I don’t know how frequently these words are put together in scripture. As I was working my way through First Peter, I ran across those same words in proximity. I first saw them in I Peter 2:21. Here’s what it says:
For [as a believer] you have been called for this purpose, since Christ suffered for you, leaving you an example, so that you may follow in His footsteps.1 Peter 2:21
After reading those words, I felt that it was necessary to back up to see exactly what the example was for us. The context of this passage is that servants are to be submissive to their masters with proper respect, not just to those who are good and kind, but also to those who are unreasonable. Then verses 19 and 20 say,
For this finds favor if a person endures the sorrow of suffering unjustly because of an awareness of [the will of] God.
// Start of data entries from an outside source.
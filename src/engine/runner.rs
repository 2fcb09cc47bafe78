// src/engine/runner.rs

use std::collections::HashMap;
use std::fmt;
use std::sync::Arc;
use std::time::Duration;

use chrono::{DateTime, Utc};
use tokio::sync::Semaphore;
use tokio::task::JoinSet;
use tracing::{debug, error, info, warn};

use crate::checkpoint::{Checkpoint, CheckpointStore};
use crate::dag::{Batch, Task, TaskGraph, TaskId};
use crate::engine::decider::{Decider, DecisionRequest};
use crate::engine::gates::{GatePoint, GateResult, QualityGates};
use crate::engine::policy::{FailurePolicy, PolicyAction};
use crate::errors::{BatchdagError, Result};
use crate::exec::{CancellationToken, ExecutionOutcome, ExecutorRouter, TaskDescription};
use crate::ledger::{BatchState, Ledger, RunStatistics, RunStatus, StateCounts, TaskState};
use crate::types::FailureStrategy;

/// Limits applied while running batches.
#[derive(Debug, Clone, PartialEq)]
pub struct RunnerOptions {
    /// Run-wide bound on concurrently dispatched tasks.
    pub max_parallel_tasks: usize,
    /// Timeout for tasks without an estimate or executor override.
    pub default_task_timeout: Duration,
    /// Upper bound on one batch barrier.
    pub batch_timeout: Duration,
    /// Multiplier applied to a task's estimated duration.
    pub timeout_grace: f64,
    /// Per-executor timeouts for tasks without an estimate.
    pub executor_timeouts: HashMap<String, Duration>,
}

impl Default for RunnerOptions {
    fn default() -> Self {
        Self {
            max_parallel_tasks: 5,
            default_task_timeout: Duration::from_secs(10 * 60),
            batch_timeout: Duration::from_secs(30 * 60),
            timeout_grace: 1.5,
            executor_timeouts: HashMap::new(),
        }
    }
}

impl RunnerOptions {
    /// Timeout for one dispatch of `task`.
    ///
    /// A non-zero estimate wins, scaled by `timeout_grace`; then the
    /// executor override; then the default. A scaled estimate too large to
    /// represent saturates to `Duration::MAX`.
    pub fn task_timeout(&self, task: &Task) -> Duration {
        if let Some(estimate) = task.estimated_duration.filter(|d| !d.is_zero()) {
            let scaled = estimate.as_secs_f64() * self.timeout_grace.max(1.0);
            return Duration::try_from_secs_f64(scaled).unwrap_or(Duration::MAX);
        }
        self.executor_timeouts
            .get(&task.executor)
            .copied()
            .unwrap_or(self.default_task_timeout)
    }
}

/// Final state of one task as seen at the end of its batch.
#[derive(Debug, Clone, PartialEq, Eq)]
pub struct TaskReport {
    pub task_id: TaskId,
    pub state: TaskState,
    pub attempts: u32,
    pub error: Option<String>,
}

#[derive(Debug, Clone, PartialEq, Eq)]
pub struct BatchReport {
    pub index: usize,
    pub state: BatchState,
    pub timed_out: bool,
    pub tasks: Vec<TaskReport>,
}

#[derive(Debug, Clone, PartialEq, Eq)]
pub struct RunReport {
    pub status: RunStatus,
    pub batches: Vec<BatchReport>,
    pub counts: StateCounts,
    /// Gate results of this process, in the order they ran.
    pub gates: Vec<GateResult>,
    pub statistics: RunStatistics,
}

impl RunReport {
    pub fn task(&self, id: &str) -> Option<&TaskReport> {
        self.batches
            .iter()
            .flat_map(|b| b.tasks.iter())
            .find(|t| t.task_id == id)
    }
}

/// Checkpoint destination plus the creation time carried across saves.
#[derive(Debug, Clone)]
struct CheckpointTarget {
    store: CheckpointStore,
    created_at: DateTime<Utc>,
}

/// State shared by every dispatch of a run.
struct Shared {
    router: Arc<ExecutorRouter>,
    ledger: Ledger,
    policy: FailurePolicy,
    options: RunnerOptions,
    decider: Option<Arc<dyn Decider>>,
    permits: Arc<Semaphore>,
    cancel: CancellationToken,
}

/// Tokens a dispatch watches.
#[derive(Clone)]
struct TaskSignals {
    /// No new dispatch once this fires; in-flight work continues.
    halt: CancellationToken,
    /// Cancels in-flight work of the current batch.
    batch: CancellationToken,
}

/// Runs batches strictly in order, dispatching the tasks of one batch
/// concurrently under a run-wide concurrency bound.
///
/// Every state change goes through the [`Ledger`]; on failure the
/// [`FailurePolicy`] decides what happens next. A checkpoint is saved after
/// each batch barrier when a store is configured, and [`QualityGates`] run
/// where their policy places them.
pub struct BatchRunner {
    router: Arc<ExecutorRouter>,
    ledger: Ledger,
    policy: FailurePolicy,
    options: RunnerOptions,
    decider: Option<Arc<dyn Decider>>,
    cancel: CancellationToken,
    checkpoint: Option<CheckpointTarget>,
    gates: QualityGates,
}

impl fmt::Debug for BatchRunner {
    fn fmt(&self, f: &mut fmt::Formatter<'_>) -> fmt::Result {
        f.debug_struct("BatchRunner")
            .field("router", &self.router)
            .field("policy", &self.policy)
            .field("options", &self.options)
            .field("checkpoint", &self.checkpoint)
            .field("gates", &self.gates)
            .finish_non_exhaustive()
    }
}

impl BatchRunner {
    pub fn new(
        router: Arc<ExecutorRouter>,
        ledger: Ledger,
        policy: FailurePolicy,
        options: RunnerOptions,
    ) -> Self {
        Self {
            router,
            ledger,
            policy,
            options,
            decider: None,
            cancel: CancellationToken::new(),
            checkpoint: None,
            gates: QualityGates::default(),
        }
    }

    pub fn with_decider(mut self, decider: Arc<dyn Decider>) -> Self {
        self.decider = Some(decider);
        self
    }

    /// Use `cancel` as the run-wide cancellation token.
    pub fn with_cancellation(mut self, cancel: CancellationToken) -> Self {
        self.cancel = cancel;
        self
    }

    pub fn with_checkpoint_store(mut self, store: CheckpointStore, created_at: DateTime<Utc>) -> Self {
        self.checkpoint = Some(CheckpointTarget { store, created_at });
        self
    }

    pub fn with_gates(mut self, gates: QualityGates) -> Self {
        self.gates = gates;
        self
    }

    pub fn ledger(&self) -> &Ledger {
        &self.ledger
    }

    /// Configuration checks that must pass before the ledger is touched.
    pub fn preflight(&self) -> Result<()> {
        if self.policy.strategy == FailureStrategy::Ask && self.decider.is_none() {
            return Err(BatchdagError::ConfigError(
                "failure strategy 'ask' requires a decision provider".to_string(),
            ));
        }
        Ok(())
    }

    /// Run `batches` of `graph` in order. Every task of every batch must
    /// already have a ledger entry.
    pub async fn run_all(&self, graph: &TaskGraph, batches: &[Batch]) -> Result<RunReport> {
        self.preflight()?;

        let shared = Arc::new(Shared {
            router: Arc::clone(&self.router),
            ledger: self.ledger.clone(),
            policy: self.policy,
            options: self.options.clone(),
            decider: self.decider.clone(),
            permits: Arc::new(Semaphore::new(self.options.max_parallel_tasks.max(1))),
            cancel: self.cancel.clone(),
        });

        let halt = CancellationToken::new();
        let mut reports = Vec::with_capacity(batches.len());
        let mut gate_results = Vec::new();
        let mut stopped: Option<RunStatus> = None;
        let mut resume_from = batches.len();

        info!(
            batches = batches.len(),
            tasks = graph.len(),
            strategy = %self.policy.strategy,
            max_parallel = self.options.max_parallel_tasks,
            "run started"
        );

        for (pos, batch) in batches.iter().enumerate() {
            if self.cancel.is_cancelled() {
                stopped = Some(RunStatus::Cancelled);
                resume_from = pos;
                break;
            }

            self.ledger.transition_batch(batch.index, BatchState::InProgress)?;
            let mut report = self.run_batch(&shared, graph, batch, &halt).await?;

            let state = if self.cancel.is_cancelled() {
                BatchState::Cancelled
            } else if halt.is_cancelled() {
                BatchState::Aborted
            } else {
                BatchState::Completed
            };
            self.ledger.transition_batch(batch.index, state)?;
            report.state = state;
            info!(batch = batch.index, %state, "batch finished");
            reports.push(report);

            match state {
                BatchState::Completed => {
                    self.save_checkpoint(graph, batches, pos + 1, None);
                    let point = GatePoint::BatchBarrier(batch.index);
                    if let Some(status) = self.run_gates(point, &mut gate_results).await {
                        stopped = Some(status);
                        resume_from = pos + 1;
                        break;
                    }
                }
                BatchState::Cancelled => {
                    stopped = Some(RunStatus::Cancelled);
                    resume_from = pos;
                    break;
                }
                _ => {
                    stopped = Some(RunStatus::Aborted);
                    resume_from = pos;
                    break;
                }
            }
        }

        if stopped.is_none() && !self.cancel.is_cancelled() {
            stopped = self.run_gates(GatePoint::RunComplete, &mut gate_results).await;
        }

        let counts = self.ledger.counts();
        let status = stopped.unwrap_or(if counts.completed == counts.total() {
            RunStatus::Completed
        } else {
            RunStatus::PartiallyCompleted
        });

        self.ledger.record_run_finished(status);
        self.save_checkpoint(graph, batches, resume_from, Some(status));
        info!(
            %status,
            completed = counts.completed,
            failed = counts.failed,
            skipped = counts.skipped,
            pending = counts.pending,
            "run finished"
        );

        Ok(RunReport {
            status,
            batches: reports,
            counts,
            gates: gate_results,
            statistics: self.ledger.statistics(),
        })
    }

    /// Run the gate round due at `point`, if any, and record each result.
    /// Returns the status the run stops with, or `None` to carry on.
    async fn run_gates(&self, point: GatePoint, results: &mut Vec<GateResult>) -> Option<RunStatus> {
        if !self.gates.applies_at(point) {
            return None;
        }
        let batch_index = match point {
            GatePoint::BatchBarrier(index) => Some(index),
            GatePoint::RunComplete => None,
        };
        info!(?point, gates = self.gates.checks().len(), "running quality gates");

        let round = self.gates.run(&self.cancel).await;
        for r in &round {
            self.ledger
                .record_gate(r.kind, r.passed, r.blocking, r.detail.clone(), batch_index);
        }
        let blocked = round.iter().find(|r| r.blocks()).map(|r| r.kind);
        results.extend(round);

        if self.cancel.is_cancelled() {
            return Some(RunStatus::Cancelled);
        }
        if let Some(gate) = blocked {
            warn!(?point, %gate, "blocking quality gate failed; stopping the run");
            return Some(RunStatus::Aborted);
        }
        None
    }

    async fn run_batch(
        &self,
        shared: &Arc<Shared>,
        graph: &TaskGraph,
        batch: &Batch,
        halt: &CancellationToken,
    ) -> Result<BatchReport> {
        let signals = TaskSignals {
            halt: halt.clone(),
            batch: self.cancel.child_token(),
        };

        debug!(batch = batch.index, tasks = ?batch.tasks, "dispatching batch");
        let mut set = JoinSet::new();
        for id in &batch.tasks {
            let task = graph
                .get(id)
                .cloned()
                .ok_or_else(|| BatchdagError::TaskNotFound(id.clone()))?;
            set.spawn(run_task(
                Arc::clone(shared),
                task,
                batch.index,
                signals.clone(),
            ));
        }

        let deadline = tokio::time::sleep(self.options.batch_timeout);
        tokio::pin!(deadline);
        let mut timed_out = false;
        let mut first_error: Option<BatchdagError> = None;

        loop {
            tokio::select! {
                joined = set.join_next() => match joined {
                    None => break,
                    Some(Ok(Ok(()))) => {}
                    Some(Ok(Err(e))) => {
                        error!(batch = batch.index, error = %e, "task dispatch failed");
                        signals.batch.cancel();
                        first_error.get_or_insert(e);
                    }
                    Some(Err(join_err)) => {
                        error!(batch = batch.index, error = %join_err, "task dispatch panicked");
                        signals.batch.cancel();
                        first_error.get_or_insert(BatchdagError::Other(anyhow::anyhow!(
                            "task dispatch panicked: {join_err}"
                        )));
                    }
                },
                _ = &mut deadline, if !timed_out => {
                    warn!(
                        batch = batch.index,
                        timeout_secs = self.options.batch_timeout.as_secs(),
                        "batch timed out; cancelling in-flight tasks"
                    );
                    timed_out = true;
                    signals.batch.cancel();
                }
            }
        }

        if let Some(e) = first_error {
            return Err(e);
        }

        let tasks = batch
            .tasks
            .iter()
            .filter_map(|id| self.ledger.entry(id))
            .map(|e| TaskReport {
                task_id: e.task_id,
                state: e.state,
                attempts: e.attempts,
                error: e.error,
            })
            .collect();

        Ok(BatchReport {
            index: batch.index,
            state: BatchState::InProgress,
            timed_out,
            tasks,
        })
    }

    fn save_checkpoint(
        &self,
        graph: &TaskGraph,
        batches: &[Batch],
        resume_from: usize,
        status: Option<RunStatus>,
    ) {
        let Some(target) = &self.checkpoint else {
            return;
        };
        let checkpoint = Checkpoint::capture(
            target.store.run_name(),
            target.created_at,
            graph,
            batches,
            resume_from,
            self.ledger.snapshot(),
            status,
        );
        if let Err(e) = target.store.save(&checkpoint) {
            error!(
                path = %target.store.path().display(),
                error = %e,
                "failed to save checkpoint"
            );
        }
    }
}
After all, what kind of credit is there if, when you do wrong and are punished for it, you endure it patiently? But if when you do what is right and patiently bear [undeserved] suffering, this find favor with God.1 Peter 2:19-20
The remainder of this chapter tells of Christ’s suffering on our behalf so that we can actually become immune from the penalty and power of sin and so that that we can live for righteousness because we (who believe) have been healed; Christ has brought us back to the Shepherd of our souls.
Moving along through chapter 3 with instructions to wives and to husbands about our behavior in relationship to one another, Peter, in verse 8, comes to instructions for believers to be in fellowship with one another:
Finally, all of you be like-minded [united in spirit], sympathetic, brotherly, kindhearted [courteous and compassionate toward each other as members of one household], and humble in spirit, and never return evil for evil or insult for insult [avoid scolding, berating, and any kind of abuse] but on the contrary, give a blessing [pray for one another’s well-being, contentment, and protection: (same phrase again) for you have been called for this very purpose, that you might inherit a blessing [from God that brings well-being, happiness, and protection].1 Peter 3:8-9
Now, as I read this purpose and thought about the previous purpose a few verses back, I struggled a little with the idea of suffering and blessing being compatible. Those two principles don’t seem to go together at first glance. But we certainly see it in the life of Joseph in Exodus. We see suffering and blessing in the life of Christ. We see it in the life of Stephen in Acts.
Peter moves forward in this passage to give us more insight as he quotes from Psalm 34:12-16:
The one who wants to enjoy life and see good days [good – whether apparent or not], must keep his tongue free from evil and his lips from speaking guile (treachery, deceit). He must turn away from wickedness and do what is right. He must search for peace [with God, with self, with others] and pursue it eagerly [actively – not merely desiring it]. For the eyes of the Lord are [looking favorably] upon the righteous (the upright), and His ears are attentive to their prayer (eager to answer), but the face of the Lord is against those who practice evil.1 Peter 3:10-12
After this passage, Peter moves again to the idea of suffering. There’s a lot in this passage to consider. It is certainly worth thinking on!
Do you think God is interested in how we live our lives?